Мы ни разу не говорили об этом. Но, как выяснилось, даже в разлуке, длившейся целых три года, мы продолжали играть навязанные нам роли. Он тоже всегда притворялся тем, кем его хотели видеть другие.
Пока он не вернулся в Сан-Диего. И я могу с уверенностью сказать, что за лето мы оба стали больше самими собой, чем не были ими долгое время.
Даже не знаю, рада ли я тому, что провела лето с Джейкобом, или жалею, что он вернулся в мою жизнь. Его улыбка освещает мой мир. Его поцелуи заставляют меня чувствовать себя обожаемой. Его смех убеждает меня, что я не отстойная. То, как он смотрит на меня, говорит мне, что я достойна любви.
Его решение продолжить жизнь, которая делает его несчастным, и оставить меня, чтобы вернуться в Корею, разбивает мне сердце.
Я не хочу, чтобы он уезжал. Но ведь в той жизни для меня нет места, не так ли?
Я сажусь на краю обрыва, подтягиваю колени к груди, обхватываю их руками и изо всех сил съеживаюсь, не желая впускать в себя внешний мир.
– Я знала, что ты здесь.
Я оглядываюсь – за спиной у меня стоит мама. На ней огромный козырек, который защищает ее лицо от солнца. В волосах, стянутых в небрежный пучок, то тут, то там проступает седина. На маме простые брюки цвета хаки, простая белая футболка, простой длинный серый кардиган и поясная сумка. Ее отличает необычайная скромность. Моя мама – настоящая корейская аджумма, не желающая привлекать к себе особого внимания.

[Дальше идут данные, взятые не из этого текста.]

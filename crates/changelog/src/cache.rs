//! Memoization of changelog runs.
//!
//! Results are keyed by `(base revision, max leftovers)`. Each key owns a
//! [`OnceCell`] so callers asking for the same key at the same time share a
//! single computation. A failed computation leaves its cell empty and the
//! next caller runs it again.

use crate::error::Result;
use crate::generator::ChangelogResult;
use std::collections::HashMap;
use std::future::Future;
use std::sync::{Arc, Mutex};
use tokio::sync::OnceCell;
use tracing::{debug, warn};

type CacheKey = (String, usize);
type Slot = Arc<OnceCell<Arc<ChangelogResult>>>;

/// Cache of changelog results, shared between generator handles.
#[derive(Debug, Default)]
pub struct ChangelogCache {
    slots: Mutex<HashMap<CacheKey, Slot>>,
}

impl ChangelogCache {
    /// Create an empty cache.
    #[must_use]
    pub fn new() -> Self {
        Self::default()
    }

    fn slot(&self, base: &str, max_leftovers: usize) -> Slot {
        if let Ok(mut slots) = self.slots.lock() {
            return slots
                .entry((base.to_string(), max_leftovers))
                .or_default()
                .clone();
        }
        warn!(base, "Changelog cache lock poisoned, running uncached");
        Arc::new(OnceCell::new())
    }

    /// Return the cached result for the key, computing it with `init` if needed.
    ///
    /// # Errors
    ///
    /// Returns the error of `init`. Nothing is stored in that case.
    pub async fn get_or_try_init<F, Fut>(
        &self,
        base: &str,
        max_leftovers: usize,
        init: F,
    ) -> Result<Arc<ChangelogResult>>
    where
        F: FnOnce() -> Fut,
        Fut: Future<Output = Result<ChangelogResult>>,
    {
        let slot = self.slot(base, max_leftovers);
        if let Some(hit) = slot.get() {
            debug!(base, max_leftovers, "Changelog cache hit");
            return Ok(Arc::clone(hit));
        }
        slot.get_or_try_init(move || async move { init().await.map(Arc::new) })
            .await
            .cloned()
    }

    /// The cached result for a key, if it has been computed.
    #[must_use]
    pub fn get(&self, base: &str, max_leftovers: usize) -> Option<Arc<ChangelogResult>> {
        let slots = self.slots.lock().ok()?;
        slots
            .get(&(base.to_string(), max_leftovers))
            .and_then(|slot| slot.get().cloned())
    }

    /// Number of computed results.
    #[must_use]
    pub fn len(&self) -> usize {
        self.slots
            .lock()
            .map(|slots| slots.values().filter(|slot| slot.initialized()).count())
            .unwrap_or(0)
    }

    /// Whether no result has been computed.
    #[must_use]
    pub fn is_empty(&self) -> bool {
        self.len() == 0
    }

    /// Drop every cached result.
    pub fn clear(&self) {
        if let Ok(mut slots) = self.slots.lock() {
            slots.clear();
        }
    }
}
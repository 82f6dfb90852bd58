//! Commit history from a local git repository.

use crate::commit::RawCommit;
use crate::error::{Error, Result};
use crate::source::HistorySource;
use async_trait::async_trait;
use std::path::PathBuf;
use tokio::process::Command;
use tracing::debug;

const FIELD_SEPARATOR: char = '\u{1f}';
const RECORD_SEPARATOR: char = '\u{1e}';

/// Reads commits by running `git log` in a working directory.
///
/// History is restricted to the working directory, so running from a package
/// directory in a monorepo only lists commits touching that package.
#[derive(Debug, Clone)]
pub struct GitHistory {
    root: PathBuf,
}

impl GitHistory {
    /// Create a history reader for the given directory.
    #[must_use]
    pub fn new(root: impl Into<PathBuf>) -> Self {
        Self { root: root.into() }
    }

    fn revision_range(from: &str, to: Option<&str>) -> String {
        let to = to.unwrap_or("HEAD");
        if from.is_empty() {
            to.to_string()
        } else {
            format!("{from}..{to}")
        }
    }

    fn parse_log(stdout: &str) -> Vec<RawCommit> {
        stdout
            .split(RECORD_SEPARATOR)
            .filter_map(|record| {
                let record = record.trim_start_matches(['\n', '\r']);
                if record.trim().is_empty() {
                    return None;
                }
                let mut fields = record.splitn(3, FIELD_SEPARATOR);
                let hash = fields.next()?.trim();
                let title = fields.next().unwrap_or_default().trim();
                let body = fields.next().unwrap_or_default().trim();
                Some(RawCommit::new(hash, title, body))
            })
            .collect()
    }
}

#[async_trait]
impl HistorySource for GitHistory {
    async fn commits(&self, from: &str, to: Option<&str>) -> Result<Vec<RawCommit>> {
        let range = Self::revision_range(from, to);
        // %x1f / %x1e keep multi-line bodies intact
        let output = Command::new("git")
            .args([
                "log",
                "--no-merges",
                "--format=%H%x1f%s%x1f%b%x1e",
                &range,
                "--",
                ".",
            ])
            .current_dir(&self.root)
            .output()
            .await
            .map_err(|e| Error::git(format!("Failed to run git log: {e}")))?;

        if !output.status.success() {
            let stderr = String::from_utf8_lossy(&output.stderr);
            return Err(Error::git(format!("git log failed for {range}: {stderr}")));
        }

        let commits = Self::parse_log(&String::from_utf8_lossy(&output.stdout));
        debug!(range = %range, count = commits.len(), "Read commit history");
        Ok(commits)
    }
}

Она становилась такой постепенно, а началось все с отъездом отца. Мама отдает и отдает себя другим, не требуя ничего взамен. С каких пор это стало предметом восхищения? Кто же тогда будет заботиться о тебе?
Она подходит и садится рядом, не обращая внимания на то, что все остальные здесь сидят в одиночестве и не разговаривают друг с другом. Моя мама не умеет говорить тихо, поэтому я готовлюсь к тому, что все эти незнакомцы сейчас узнают о моей личной жизни.
Класс.
– Папе очень нравилось это место, – продолжает она, обращаясь ко мне и всем в радиусе двух миль, включая голых дедушек внизу.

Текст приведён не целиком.